| Activity |
Locate each line in the records containing "unix". Copy it.

BEGIN Data records

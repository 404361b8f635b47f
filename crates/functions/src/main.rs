//! AI Scrum Master integration functions server.
//!
//! Serves the `/functions/*` endpoints the dashboard calls to reach Slack,
//! Jira and `OpenAI` without holding their secrets in the browser.
//!
//! # Secrets
//!
//! Every secret is optional at startup. A function whose secret is missing
//! answers 500 `{"error": "<VAR> is not configured"}` without calling out.

#![cfg_attr(not(test), forbid(unsafe_code))]

use sentry::integrations::tracing as sentry_tracing;
use tower_http::trace::{DefaultOnResponse, OnResponse, TraceLayer};
use tracing::Span;
use tracing_subscriber::{layer::SubscriberExt, util::SubscriberInitExt};

use scrum_master_functions::{AppState, FunctionsConfig, app};

/// Initialize Sentry error tracking and return guard that must be kept alive.
fn init_sentry(config: &FunctionsConfig) -> Option<sentry::ClientInitGuard> {
    let dsn = config.sentry_dsn.as_ref()?;

    let guard = sentry::init((
        dsn.as_str(),
        sentry::ClientOptions {
            release: sentry::release_name!(),
            environment: config
                .sentry_environment
                .clone()
                .map(std::borrow::Cow::Owned),
            sample_rate: config.sentry_sample_rate,
            traces_sample_rate: config.sentry_traces_sample_rate,
            attach_stacktrace: true,
            // Request bodies carry message text and issue summaries
            send_default_pii: false,
            ..Default::default()
        },
    ));

    tracing::info!("Sentry initialized");
    Some(guard)
}

/// Filter tracing events to Sentry event types.
fn sentry_event_filter(metadata: &tracing::Metadata<'_>) -> sentry_tracing::EventFilter {
    match *metadata.level() {
        tracing::Level::ERROR | tracing::Level::WARN => sentry_tracing::EventFilter::Event,
        tracing::Level::INFO | tracing::Level::DEBUG => sentry_tracing::EventFilter::Breadcrumb,
        _ => sentry_tracing::EventFilter::Ignore,
    }
}

#[tokio::main]
async fn main() {
    // Load configuration from environment (needed for Sentry init)
    let config = FunctionsConfig::from_env().expect("Failed to load configuration");

    // Initialize Sentry (must be done before tracing subscriber)
    let _sentry_guard = init_sentry(&config);

    // Defaults to info level for our crate if RUST_LOG is not set
    let env_filter = tracing_subscriber::EnvFilter::try_from_default_env()
        .unwrap_or_else(|_| "scrum_master_functions=info,tower_http=debug".into());

    let json_layer = config
        .json_logs
        .then(|| tracing_subscriber::fmt::layer().json().flatten_event(true));
    let text_layer = (!config.json_logs).then(tracing_subscriber::fmt::layer);

    tracing_subscriber::registry()
        .with(env_filter)
        .with(json_layer)
        .with(text_layer)
        .with(sentry_tracing::layer().event_filter(sentry_event_filter))
        .init();

    tracing::info!(
        slack = config.slack.bot_token.is_some(),
        jira = config.jira.require_credentials().is_ok(),
        openai = config.openai.api_key.is_some(),
        "Integrations configured"
    );

    let addr = config.socket_addr();
    let state = AppState::new(config).expect("Failed to create application state");

    let app = app(state)
        .layer(
            TraceLayer::new_for_http()
                .make_span_with(|request: &axum::http::Request<_>| {
                    tracing::info_span!(
                        "http_request",
                        method = %request.method(),
                        uri = %request.uri(),
                        status = tracing::field::Empty,
                        latency_ms = tracing::field::Empty,
                    )
                })
                .on_response(
                    |response: &axum::http::Response<_>,
                     latency: std::time::Duration,
                     span: &Span| {
                        span.record("status", response.status().as_u16());
                        span.record(
                            "latency_ms",
                            u64::try_from(latency.as_millis()).unwrap_or(u64::MAX),
                        );
                        DefaultOnResponse::default().on_response(response, latency, span);
                    },
                ),
        )
        // Sentry layers (outermost for full request coverage)
        .layer(sentry_tower::NewSentryLayer::new_from_top())
        .layer(sentry_tower::SentryHttpLayer::new().enable_transaction());

    tracing::info!("functions listening on http://{}", addr);

    let listener = tokio::net::TcpListener::bind(addr)
        .await
        .expect("Failed to bind to address");

    axum::serve(listener, app)
        .with_graceful_shutdown(shutdown_signal())
        .await
        .expect("Server error");
}

/// Wait for shutdown signal (Ctrl+C or SIGTERM).
async fn shutdown_signal() {
    let ctrl_c = async {
        tokio::signal::ctrl_c()
            .await
            .expect("Failed to install Ctrl+C handler");
    };

    #[cfg(unix)]
    let terminate = async {
        tokio::signal::unix::signal(tokio::signal::unix::SignalKind::terminate())
            .expect("Failed to install signal handler")
            .recv()
            .await;
    };

    #[cfg(not(unix))]
    let terminate = std::future::pending::<()>();

    tokio::select! {
        () = ctrl_c => {},
        () = terminate => {},
    }

    tracing::info!("Shutdown signal received, starting graceful shutdown");
}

END Data records

| Task result |
    #[cfg(unix)]
        tokio::signal::unix::signal(tokio::signal::unix::SignalKind::terminate())
    #[cfg(not(unix))]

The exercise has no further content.